Ahhhh… Matematika ribet. Intinya, secara data pesawat itu alat transportasi paling aman dibandingkan alat transportasi lainnya. Tapi ketika kita melihat ada kecelakaan pesawat kita langsung ‘prepare for the worst’ tanpa menghitung peluang nya tadi.

‘Ga usah naik pesawat deh, mending kereta api aja’. Padahal peluang kecelakaan kereta api lima kali lebih besar daripada peluang kecelakaan pesawat.

Kenapa Begitu?

Meskipun ada orang yang suka dengan matematika (meskipun matematika beneran ribet), tetapi pembanding seperti itu masih dilakukan bahkan oleh orang yang mengerti matematika sekalipun…

Kelakuan seperti ini bukan berarti kalian tidak suka matematika makanya kalian tidak bisa berhitung dengan peluang, tetapi lebih kepada manusia memang di design seperti itu.

Otak manusia menangani ribuan keputusan setiap hari. Kalian pertama kali membuka mata, kalian akan dihadapkan oleh keputusan apakah mau narik selimut yang jatuh dengan tangan kanan atau tangan kiri, atau bahkan ga usah ditarik, merem lagi aja. Belum lagi kalian harus memutuskan makan dimana selain ‘terserah’.

Bayangkan jika ribuan keputusan tersebut didasarkan pada perhitungan matematis? Wuihhhh… bakalan seribet apa kehidupan kita.

Oleh karena itu otak secara intuitif akan memilih jalan pintas. Nah, jalan pintas ini lah yang membuat otak lebih memilih ‘menghindari bahaya’ meskipun peluangnya kecil.

Darimana pilihan otak ini? Tentu saja dari kebiasaan bertahun-tahun di zaman dulu.

Contoh kasusnya begini, ketika ada suara berisik dari semak-semak di zaman purba. Menurut kalian ada apa disana?

Ada banyak kemungkinan. Mungkin saja ada buruan, mungkin cuma angin, mungkin ada ular, mungkin ada singa.

Ketika manusia zaman dulu mendengar suara berisik tersebut, mereka juga pastinya memiliki prasangka tertentu dan kemudian bertindak berdasarkan prasangka tersebut. Bagaimana jika mereka menyangka kalau disana itu ada singa, tetapi ternyata yang ada buruan? Mereka tetap hidup dan mencari makanan di tempat yang lain.
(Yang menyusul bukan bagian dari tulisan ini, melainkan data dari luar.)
use yew::prelude::*;

#[derive(Clone, PartialEq)]
pub enum SpinnerSize {
    Small,
    Medium,
    Large,
}

impl SpinnerSize {
    fn dimension(&self) -> u32 {
        match self {
            SpinnerSize::Small => 24,
            SpinnerSize::Medium => 40,
            SpinnerSize::Large => 56,
        }
    }
}

#[derive(Properties, PartialEq)]
pub struct LoadingSpinnerProps {
    #[prop_or(SpinnerSize::Medium)]
    pub size: SpinnerSize,
    #[prop_or(false)]
    pub fullscreen: bool,
    #[prop_or_else(|| AttrValue::from("Loading..."))]
    pub label: AttrValue,
}

#[function_component(LoadingSpinner)]
pub fn loading_spinner(props: &LoadingSpinnerProps) -> Html {
    let spinner_style = format!("--spinner-size:{}px;", props.size.dimension());

    let spinner = html! {
        <div
            class={classes!("flex", "flex-col", "items-center", "justify-center", "gap-3", "p-6")}
            role="status"
            aria-live="polite"
            aria-busy="true"
        >
            <div
                style={spinner_style}
                class={classes!(
                    "w-[var(--spinner-size)]",
                    "h-[var(--spinner-size)]",
                    "rounded-full",
                    "border-[3px]",
                    "border-transparent",
                    "bg-[conic-gradient(var(--primary),transparent)]",
                    "[mask:radial-gradient(farthest-side,transparent_calc(100%-4px),#000_calc(100%-3px))]",
                    "animate-[spin_0.9s_linear_infinite]"
                )}
            />
            <span class={classes!("text-sm", "text-[var(--muted)]")}>{ props.label.clone() }</span>
        </div>
    };

    if props.fullscreen {
        html! {
            <div
                class={classes!(
                    "fixed",
                    "inset-0",
                    "z-40",
                    "flex",
                    "items-center",
                    "justify-center",
                    "bg-[var(--bg)]"
                )}
            >
                { spinner }
            </div>
        }
    } else {
        html! { spinner }
    }
}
Bagaimana jika kasusnya dibalik, mereka menyangkan kalau disana ada buruan, tetapi ternyata ada singa? Mereka akan mati.

Generasi setelahnya pun akan belajar bahwa suara gemerisik di semak itu menakutkan, bahkan sebelum mereka memperhitungkan probabilitas atau apa pun yang ada di dalamnya.

Begitu juga dengan generasi kita semua.

Kesimpulan

Singkatnya, otak kita secara bawaan memang tidak disetel untuk selalu bahagia dan cerah setiap saat. Sebaliknya otak kita disetel untuk selalu mencurigai sesuatu dan ‘prepare for the worst’.

Kecemasan itu bukan salah kalian, memang otak aslinya seperti itu.